So much for economic populism.
Big business and congressional Republicans salivate at the idea of gutting the Consumer Financial Protection Bureau, the brainchild of Sen. Elizabeth Warren (D-Mass.). Now, President-elect Donald Trump is moving toward what they’ve long wanted: a weak agency that sides with financial predators over consumers.
Trump met with former Rep. Randy Neugebauer (R-Texas) on Wednesday and is considering Neugebauer to run the CFPB, Trump spokesman Sean Spicer confirmed on a Thursday call with reporters.
A source close to the transition team told HuffPost that Neugebauer has yet to be offered the job, but that no other candidates are being looked at yet. HuffPost previously reported that Neugebauer’s name was being floated as agency chief if Trump decides to fire the current director, Richard Cordray.
When he was in Congress, Neugebauer opposed CFPB actions like the first-ever federal rule cracking down on payday loans. He labeled the agency’s effort to require payday lenders to take basic steps to ensure consumers can pay back their loans and not get trapped in a cycle of debt as a “paternalistic erosion of consumer product choices.” He introduced a bill to overhaul and weaken the agency.
As the CFPB was originally designed, the president could not fire its director at will before his five-year term expired. But a federal appeals court ruled last year that the agency structure is unconstitutional.
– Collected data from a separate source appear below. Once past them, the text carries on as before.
// SPDX-FileCopyrightText: 2025 - 2026 Eli Array Minkoff
//
// SPDX-License-Identifier: 0BSD

//! Run an Intcode program, with inputs from the command line or interactively from stdin

use intcode_cpu::io::{Interactive, IterInput, OutputConsumer, Stdout};
use intcode_cpu::prelude::*;
use intcode_cpu::program::{self, parse_program};
use std::error::Error;
use std::fs::{self, read_to_string};
use std::io::{self, Write, stderr};
use std::path::PathBuf;
use std::process::ExitCode;

use clap::{Parser, ValueEnum};
use itertools::Itertools;

#[derive(PartialEq, Clone, Copy, ValueEnum)]
enum CodeFormat {
    /// comma-separated ASCII-encoded decimal numbers
    #[value(alias("text"))]
    #[value(alias("aoc"))]
    Ascii,
    /// little-endian 64-bit integers
    #[cfg_attr(target_endian = "little", value(alias("binary-native")))]
    #[value(name("binary-little-endian"), alias("binle"))]
    LittleEndian,
    #[cfg_attr(target_endian = "big", value(alias("binary-native")))]
    #[value(name("binary-big-endian"), alias("binbe"))]
    /// big-endian 64-bit integers
    BigEndian,
}

const VERSION: &str = concat!(env!("CARGO_CRATE_NAME"), '-', env!("CARGO_PKG_VERSION"));

#[derive(Parser)]
#[command(version = env!("CARGO_PKG_VERSION"))]
#[command(long_version = VERSION)]
#[command(about = "Intcode CPU", long_about = None)]
struct Args {
    #[arg(help = "The program to run")]
    source: PathBuf,
    #[arg(help = "Input format for the program")]
    #[arg(short, long)]
    #[arg(default_value = "ascii")]
    format: CodeFormat,
    #[arg(short, long, value_delimiter = ',', allow_hyphen_values = true)]
    #[arg(help = "Comma-separated input values")]
    #[arg(conflicts_with = "interactive")]
    input: Vec<i64>,
    #[arg(short = 'I', long)]
    #[arg(help = "Prompt for input values on stdin")]
    interactive: bool,
    #[arg(short, long)]
    #[arg(help = "Print outputs in 0..=127 as ASCII characters")]
    ascii: bool,
    #[arg(short, long)]
    #[arg(help = "Print a trace of executed instructions to stderr")]
    trace: bool,
    #[arg(short = 'm', long, default_value_t = CpuConfig::default().memory_limit)]
    #[arg(help = "Maximum number of memory cells")]
    memory_limit: usize,
    #[arg(short, long)]
    #[arg(help = "Print the final memory state as comma-separated integers")]
    dump: bool,
}

/// Prints outputs as they happen, as characters when they're ASCII
struct AsciiStdout;

impl OutputConsumer for AsciiStdout {
    fn consume(&mut self, value: i64) -> Result<(), CpuError> {
        let mut stdout = io::stdout().lock();
        match u8::try_from(value) {
            Ok(c @ 0..=127) => write!(stdout, "{}", char::from(c))?,
            _ => writeln!(stdout, "{value}")?,
        }
        Ok(())
    }
}

fn load(args: &Args) -> Result<Vec<i64>, Box<dyn Error>> {
    let prog = match args.format {
        CodeFormat::Ascii => parse_program(&read_to_string(&args.source)?)?,
        CodeFormat::LittleEndian => program::from_le_bytes(&fs::read(&args.source)?)?,
        CodeFormat::BigEndian => program::from_be_bytes(&fs::read(&args.source)?)?,
    };
    Ok(prog)
}

fn build_table(args: &Args) -> OpcodeTable {
    macro_rules! with_output {
        ($input: expr) => {{
            if args.ascii {
                bind_io_with($input, AsciiStdout, None)
            } else {
                bind_io_with($input, Stdout, None)
            }
        }};
    }
    if args.interactive {
        with_output!(Interactive::stdio())
    } else {
        with_output!(IterInput::new(args.input.clone()))
    }
}

fn run(args: &Args) -> Result<(), Box<dyn Error>> {
    let code = load(args)?;
    let config = CpuConfig::default().memory_limit(args.memory_limit);
    let mut cpu = Cpu::with_config(build_table(args), config);
    cpu.reset(code);
    if args.trace {
        cpu.start_trace();
    }

    let result = cpu.execute();

    if let Some(trace) = cpu.end_trace() {
        write!(stderr(), "{trace}")?;
    }
    if let Err(err) = result {
        eprintln!("CPU ERROR at position {}", cpu.pos());
        return Err(err.into());
    }
    if args.dump {
        println!("{}", cpu.memory().as_slice().iter().join(","));
    }
    Ok(())
}

fn main() -> ExitCode {
    let args = Args::parse();
    match run(&args) {
        Ok(()) => ExitCode::SUCCESS,
        Err(e) => {
            eprintln!("{}: {e}", args.source.display());
            ExitCode::FAILURE
        }
    }
}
Unless that ruling is overturned by the Supreme Court or reconsidered by the lower court that decided it — the CFPB petitioned that court to vacate the earlier ruling — Trump will be able to remove the Obama-appointed Cordray at any time for any reason.
Warren pushed for the CFPB to be created in the wake of the financial crisis as part of the 2010 Wall Street regulatory reform law. It is funded as part of the Federal Reserve system, which means its budget cannot be cut through the congressional appropriations process, and it has a single powerful director, rather than the bipartisan boards found at other agencies like the Securities and Exchange Commission.
Under Cordray’s leadership, the CFPB has returned $12 billion to 27 million people caught up in various scams, passed pro-consumer rules on issues like mortgage disclosure, proposed a mandatory arbitration rule that is being finalized, and hit banks for conning customers into paying for expensive add-on products that don’t do much. The agency was central in exposing the large-scale checking and credit card fraud at Wells Fargo.